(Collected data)
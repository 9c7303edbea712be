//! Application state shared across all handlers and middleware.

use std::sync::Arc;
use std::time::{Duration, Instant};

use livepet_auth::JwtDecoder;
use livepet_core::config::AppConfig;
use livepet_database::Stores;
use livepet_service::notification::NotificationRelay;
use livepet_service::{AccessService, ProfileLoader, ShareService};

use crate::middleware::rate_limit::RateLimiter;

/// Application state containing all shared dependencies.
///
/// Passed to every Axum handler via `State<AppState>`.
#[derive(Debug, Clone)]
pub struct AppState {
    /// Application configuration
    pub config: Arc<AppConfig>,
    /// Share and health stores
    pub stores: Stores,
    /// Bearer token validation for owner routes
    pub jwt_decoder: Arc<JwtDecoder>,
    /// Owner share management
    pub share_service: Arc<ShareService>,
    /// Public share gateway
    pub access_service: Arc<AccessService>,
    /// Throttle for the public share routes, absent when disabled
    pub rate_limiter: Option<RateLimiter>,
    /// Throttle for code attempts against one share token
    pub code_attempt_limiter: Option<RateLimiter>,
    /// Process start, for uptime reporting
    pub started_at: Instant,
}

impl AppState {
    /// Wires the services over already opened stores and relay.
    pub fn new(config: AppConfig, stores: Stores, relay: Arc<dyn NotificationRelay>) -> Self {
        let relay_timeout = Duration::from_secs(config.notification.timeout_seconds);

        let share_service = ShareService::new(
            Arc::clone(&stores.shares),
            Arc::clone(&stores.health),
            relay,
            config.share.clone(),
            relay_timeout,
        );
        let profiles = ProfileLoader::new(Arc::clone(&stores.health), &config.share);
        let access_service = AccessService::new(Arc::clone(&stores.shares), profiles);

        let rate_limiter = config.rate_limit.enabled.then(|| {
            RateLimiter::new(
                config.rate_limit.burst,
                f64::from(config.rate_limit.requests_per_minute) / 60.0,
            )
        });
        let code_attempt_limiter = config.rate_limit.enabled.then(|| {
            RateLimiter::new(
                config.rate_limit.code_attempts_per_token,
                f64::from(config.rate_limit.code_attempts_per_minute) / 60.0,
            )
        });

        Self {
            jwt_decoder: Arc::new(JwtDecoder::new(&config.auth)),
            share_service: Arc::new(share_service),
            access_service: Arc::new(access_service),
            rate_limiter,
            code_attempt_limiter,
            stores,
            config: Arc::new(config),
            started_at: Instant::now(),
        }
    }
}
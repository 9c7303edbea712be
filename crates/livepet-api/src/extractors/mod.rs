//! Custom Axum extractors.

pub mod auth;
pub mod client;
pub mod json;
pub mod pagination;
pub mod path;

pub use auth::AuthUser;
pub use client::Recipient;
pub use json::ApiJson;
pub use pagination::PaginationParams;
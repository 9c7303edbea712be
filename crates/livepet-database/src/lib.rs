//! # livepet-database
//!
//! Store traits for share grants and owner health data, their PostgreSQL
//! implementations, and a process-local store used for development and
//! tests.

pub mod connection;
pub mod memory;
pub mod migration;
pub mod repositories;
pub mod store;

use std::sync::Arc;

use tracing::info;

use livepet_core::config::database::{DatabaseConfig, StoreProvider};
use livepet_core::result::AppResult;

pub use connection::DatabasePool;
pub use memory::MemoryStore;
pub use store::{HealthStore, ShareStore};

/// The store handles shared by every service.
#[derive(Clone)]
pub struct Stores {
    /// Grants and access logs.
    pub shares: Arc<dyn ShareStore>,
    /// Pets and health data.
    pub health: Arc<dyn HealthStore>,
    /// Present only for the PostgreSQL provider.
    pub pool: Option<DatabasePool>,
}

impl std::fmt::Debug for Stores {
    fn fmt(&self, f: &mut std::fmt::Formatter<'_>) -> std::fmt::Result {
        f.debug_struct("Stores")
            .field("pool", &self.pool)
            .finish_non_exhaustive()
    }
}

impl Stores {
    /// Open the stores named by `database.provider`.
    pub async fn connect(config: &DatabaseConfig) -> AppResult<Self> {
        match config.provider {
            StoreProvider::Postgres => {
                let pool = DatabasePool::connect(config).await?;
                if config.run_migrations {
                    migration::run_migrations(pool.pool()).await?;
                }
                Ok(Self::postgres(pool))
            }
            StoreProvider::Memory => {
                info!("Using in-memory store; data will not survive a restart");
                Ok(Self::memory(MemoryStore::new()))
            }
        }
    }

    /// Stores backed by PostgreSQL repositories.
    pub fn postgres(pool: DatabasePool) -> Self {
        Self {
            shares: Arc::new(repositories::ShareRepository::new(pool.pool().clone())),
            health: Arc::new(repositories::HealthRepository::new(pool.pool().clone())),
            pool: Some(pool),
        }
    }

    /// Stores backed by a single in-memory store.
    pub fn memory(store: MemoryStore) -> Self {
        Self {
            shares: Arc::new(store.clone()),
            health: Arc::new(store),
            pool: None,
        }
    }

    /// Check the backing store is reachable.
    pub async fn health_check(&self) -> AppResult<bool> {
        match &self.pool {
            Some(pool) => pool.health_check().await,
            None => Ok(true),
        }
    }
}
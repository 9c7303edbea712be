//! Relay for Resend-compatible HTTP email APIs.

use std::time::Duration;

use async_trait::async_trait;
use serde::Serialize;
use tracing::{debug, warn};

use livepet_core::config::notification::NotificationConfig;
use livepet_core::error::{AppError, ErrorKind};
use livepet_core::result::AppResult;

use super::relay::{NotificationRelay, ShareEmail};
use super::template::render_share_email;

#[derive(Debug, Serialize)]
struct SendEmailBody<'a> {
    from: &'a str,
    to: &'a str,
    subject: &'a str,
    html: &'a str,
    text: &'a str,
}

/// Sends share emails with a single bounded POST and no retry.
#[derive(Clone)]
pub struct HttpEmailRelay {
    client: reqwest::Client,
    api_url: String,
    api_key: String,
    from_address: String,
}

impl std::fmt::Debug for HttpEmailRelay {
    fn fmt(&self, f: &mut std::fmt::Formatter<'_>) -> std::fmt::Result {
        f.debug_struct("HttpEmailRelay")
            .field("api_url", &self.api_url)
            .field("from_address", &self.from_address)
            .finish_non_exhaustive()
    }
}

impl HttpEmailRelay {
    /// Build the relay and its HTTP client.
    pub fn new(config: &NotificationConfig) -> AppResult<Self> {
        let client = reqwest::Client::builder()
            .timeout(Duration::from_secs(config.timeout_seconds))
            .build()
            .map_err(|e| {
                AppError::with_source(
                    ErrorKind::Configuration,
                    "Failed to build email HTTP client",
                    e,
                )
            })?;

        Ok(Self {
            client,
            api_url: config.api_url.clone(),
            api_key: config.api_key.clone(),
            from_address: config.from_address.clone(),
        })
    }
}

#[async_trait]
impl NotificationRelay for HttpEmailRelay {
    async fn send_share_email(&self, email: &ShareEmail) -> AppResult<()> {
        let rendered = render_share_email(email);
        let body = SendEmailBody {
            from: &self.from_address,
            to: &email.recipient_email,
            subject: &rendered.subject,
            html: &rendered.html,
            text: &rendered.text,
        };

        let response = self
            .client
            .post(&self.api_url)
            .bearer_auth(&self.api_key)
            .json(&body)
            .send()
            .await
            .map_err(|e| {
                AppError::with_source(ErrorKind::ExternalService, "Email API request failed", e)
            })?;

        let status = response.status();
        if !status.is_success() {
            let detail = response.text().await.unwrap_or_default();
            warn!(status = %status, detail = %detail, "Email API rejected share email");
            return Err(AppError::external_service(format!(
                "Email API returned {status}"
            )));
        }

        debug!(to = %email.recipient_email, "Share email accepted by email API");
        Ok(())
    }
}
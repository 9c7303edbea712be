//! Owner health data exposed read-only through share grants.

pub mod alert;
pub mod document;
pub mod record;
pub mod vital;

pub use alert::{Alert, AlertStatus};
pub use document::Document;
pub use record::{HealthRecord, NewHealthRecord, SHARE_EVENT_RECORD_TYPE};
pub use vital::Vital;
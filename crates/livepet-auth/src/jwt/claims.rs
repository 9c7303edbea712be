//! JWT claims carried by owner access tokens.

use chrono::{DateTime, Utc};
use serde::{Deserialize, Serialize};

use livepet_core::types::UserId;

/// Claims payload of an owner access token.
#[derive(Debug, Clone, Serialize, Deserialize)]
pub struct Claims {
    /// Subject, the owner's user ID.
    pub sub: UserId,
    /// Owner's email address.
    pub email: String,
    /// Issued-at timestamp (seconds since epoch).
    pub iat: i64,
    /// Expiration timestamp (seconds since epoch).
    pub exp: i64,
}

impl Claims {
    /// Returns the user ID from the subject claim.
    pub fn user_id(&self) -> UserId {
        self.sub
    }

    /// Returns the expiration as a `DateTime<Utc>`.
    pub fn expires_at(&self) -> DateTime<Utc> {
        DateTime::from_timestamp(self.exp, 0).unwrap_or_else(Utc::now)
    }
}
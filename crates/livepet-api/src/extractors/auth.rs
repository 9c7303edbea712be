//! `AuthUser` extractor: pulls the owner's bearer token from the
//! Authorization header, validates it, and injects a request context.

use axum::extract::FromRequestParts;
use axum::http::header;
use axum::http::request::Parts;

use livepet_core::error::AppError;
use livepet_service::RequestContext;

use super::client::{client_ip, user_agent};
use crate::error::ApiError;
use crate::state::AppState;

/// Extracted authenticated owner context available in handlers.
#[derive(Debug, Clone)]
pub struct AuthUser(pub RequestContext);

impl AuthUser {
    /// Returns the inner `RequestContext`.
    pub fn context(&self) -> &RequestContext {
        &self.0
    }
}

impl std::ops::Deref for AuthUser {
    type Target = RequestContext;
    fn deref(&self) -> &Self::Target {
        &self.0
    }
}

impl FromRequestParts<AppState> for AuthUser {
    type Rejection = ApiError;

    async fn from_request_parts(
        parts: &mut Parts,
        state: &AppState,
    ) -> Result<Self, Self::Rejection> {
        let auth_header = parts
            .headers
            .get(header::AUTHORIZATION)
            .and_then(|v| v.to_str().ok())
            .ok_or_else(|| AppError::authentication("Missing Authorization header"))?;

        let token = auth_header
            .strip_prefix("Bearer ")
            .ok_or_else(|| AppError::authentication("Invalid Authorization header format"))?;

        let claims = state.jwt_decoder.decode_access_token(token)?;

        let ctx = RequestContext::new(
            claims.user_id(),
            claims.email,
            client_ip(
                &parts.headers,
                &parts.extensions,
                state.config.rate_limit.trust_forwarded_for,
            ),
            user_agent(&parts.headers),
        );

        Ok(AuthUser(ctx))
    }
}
* * *
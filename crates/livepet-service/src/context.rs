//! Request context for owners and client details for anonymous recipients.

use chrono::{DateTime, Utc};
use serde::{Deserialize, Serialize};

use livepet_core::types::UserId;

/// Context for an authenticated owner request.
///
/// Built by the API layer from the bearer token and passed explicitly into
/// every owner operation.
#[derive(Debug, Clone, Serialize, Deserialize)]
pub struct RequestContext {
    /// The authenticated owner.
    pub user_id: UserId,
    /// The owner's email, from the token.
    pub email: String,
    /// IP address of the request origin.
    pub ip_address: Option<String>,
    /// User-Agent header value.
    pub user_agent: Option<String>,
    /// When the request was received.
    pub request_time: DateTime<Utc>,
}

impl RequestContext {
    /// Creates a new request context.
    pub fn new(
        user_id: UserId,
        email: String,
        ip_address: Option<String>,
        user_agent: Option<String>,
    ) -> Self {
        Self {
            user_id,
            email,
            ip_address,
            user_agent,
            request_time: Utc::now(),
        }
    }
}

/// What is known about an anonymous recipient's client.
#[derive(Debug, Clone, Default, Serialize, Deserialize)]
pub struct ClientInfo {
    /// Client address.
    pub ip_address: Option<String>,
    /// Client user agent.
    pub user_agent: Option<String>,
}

Aim of the exercise: Filter the records down to the lines that contain the string "authentication", and copy those lines.

Output for this exercise:
            .ok_or_else(|| AppError::authentication("Missing Authorization header"))?;
            .ok_or_else(|| AppError::authentication("Invalid Authorization header format"))?;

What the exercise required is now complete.